De esta forma, “la seducción es un ritual y un artificio sostenido por las estrategias de la ilusión” (Amar Sánchez: 2000, p. 33) y que se lleva a cabo a través de la promesa del placer que en, en una obra como La balada de Caín, siempre se mantiene constante a lo largo de sus sugerentes paisajes, sus provocadoras evocaciones y sus trasgresiones a la moral tradicional.

 

Los hombres rata: el mundo secreto de los excluidos

 

Las personas marginadas que viven en las cloacas de Nueva York aparecen en Balada de Caín, para romper con el mito del sujeto razonable y trabajador que de acuerdo con Lyotard, es uno de los grandes metarrelatos de la modernidad.

 

Sin embargo, y a pesar del aire poético que Vicent les brinda a los excluidos en su obra, lo bajo sigue siendo definido por la cultura alta intelectual.
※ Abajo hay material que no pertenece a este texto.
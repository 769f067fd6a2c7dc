use thiserror::Error;

/// Errors produced while rendering the documentation page
#[derive(Debug, Error)]
pub enum SiteError {
    /// The selected fragment file is missing or unreadable
    #[error("fragment '{name}' is missing or unreadable: {source}")]
    FragmentNotFound {
        name: String,
        #[source]
        source: std::io::Error,
    },
}
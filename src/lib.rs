pub mod action;
pub mod browser;
pub mod config;
pub mod error;
pub mod oracle;
pub mod session;
pub mod settle;
pub mod trajectory;

//  Re-export commonly used items
pub use action::{
    parse_oracle_response, resolve, ActionDescriptor, ActionExecutor, ActionKind, ExecutedAction,
    OracleResponse, ScrollDirection, ScrollDistance,
};
pub use browser::{
    BrowserSession, ChromeDriver, DeviceProfile, ElementRecord, ElementRegistry, LaunchOptions, Point, Viewport,
};
pub use config::{AgentConfig, BrowserKind, SettleConfig};
pub use error::{AgentError, BrowserError, FailureKind};
pub use oracle::{DialogueHistory, Message, OpenAiOracle, Oracle, OracleConfig, OracleError, PlaybackOracle};
pub use session::{GoalSession, SessionOutcome, SessionPhase, SessionState, Termination};
pub use settle::{FixedDelay, IdleDetection, SettleStrategy};
pub use trajectory::{StepRecord, TraceWriter, Trajectory};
Es común, según una autora como Ana María Amar Sánchez, que los discursos altos se estructuren en relación con las degradaciones del discurso bajo, no obstante, a pesar de que Vicent llama a los excluidos con el calificativo de hombres rata, les asigna un aire de sabiduría inefable que no necesita de palabras o conocimientos y un estado primigenio y excelso, casi mágico, de vivir sin las preocupaciones y las artificialidades de las demás personas.

 

A pesar de todo, no podemos decir que el autor no parodie a los excluidos desde su posición de alta cultura, lo que sucede es que él busca una forma de parodiarlos y de parodiar a la elite y a la cultura docta al mismo tiempo.

 

Conclusión

 

Maarten Steenmeijer, un autor que ha analizado en un texto titulado La recepción europea de la obra de Manuel Vicent: un esbozo, nos dice el carácter inclasificable, transgenérico e infractor de la obra de Vicent ha impedido que sea reconocida a nivel mundial en cuanto que es difícil de encasillar o de asociar a alguna corriente literaria. Como se ha visto en el presente ensayo, una novela como Balada de Caín tiene rasgos posmodernos que desmantela ciertos metarrelatos de la modernidad pero que, a su vez, no se acerca a lo masivo o a lo popular sino que, incluso, podríamos decir, se aleja a adrede. De cualquier forma, esta antinomia de la obra de Vicent bien podría ser vista como un rasgo típico  de lo posmoderno donde predomina la fusión, por ejemplo, de distintos tipos de arte, en este caso el moderno y el posmoderno.

 

 

 

Bibliografía

 

Adorno, Theodor; Horkheimer, Max. “La industria cultural. El iluminismo como mistificación de masas” en Dialéctica del iluminismo. Buenos Aires: Sudamericana, 1988.

 

Amar Sánchez, Ana María. "Vínculos, usos y tradiciones. La cuestión teórica" en Juegos de Seducción y traición. Literatura y cultura de masas. Rosario, Argentina: Beatriz Viterbo Editora, 2000.

 

Bellés, Salvador, “Seres humanos de Castellón”.

<http://www3.uji.es/~belles/Salvador%20Belles/Seres%20Humanos%20de%20Castell%F3n/Manuel%20Vicent%20Recatal%E1.pdf >

 

Hutcheon, Linda. “La política de la parodia posmoderna”, Criterios, La Habana, Julio de 1993

 

Jameson, Frederic. “Posmodernismo o la lógica cultural del capitalismo tardío” en Ensayos sobre el posmodernismo.

 

Lyotard, Jean François. La condición posmoderna: informe sobre el saber (selecciones). Madrid: Cátedra, 1994.

 

Monsiváis, Carlos. “Del rancho al internet”.

<http://nomadasyrebeldes.files.wordpress.com/2010/03/del_rancho_al_internet-monsivais.pdf >

 

Rodríguez, Jaime Alejandro. "Lo posmoderno en el arte" y "Crítica literaria en la posmodernidad" en Posmodernidad, literatura y otras yerbas. Bogotá: Pontificia Universidad Javeriana, 2000.

 

Steenmeijer, Maarten   “La recepción europea de la obra de Manuel Vicent : un esbozo”, olivar nº 12 – 2009.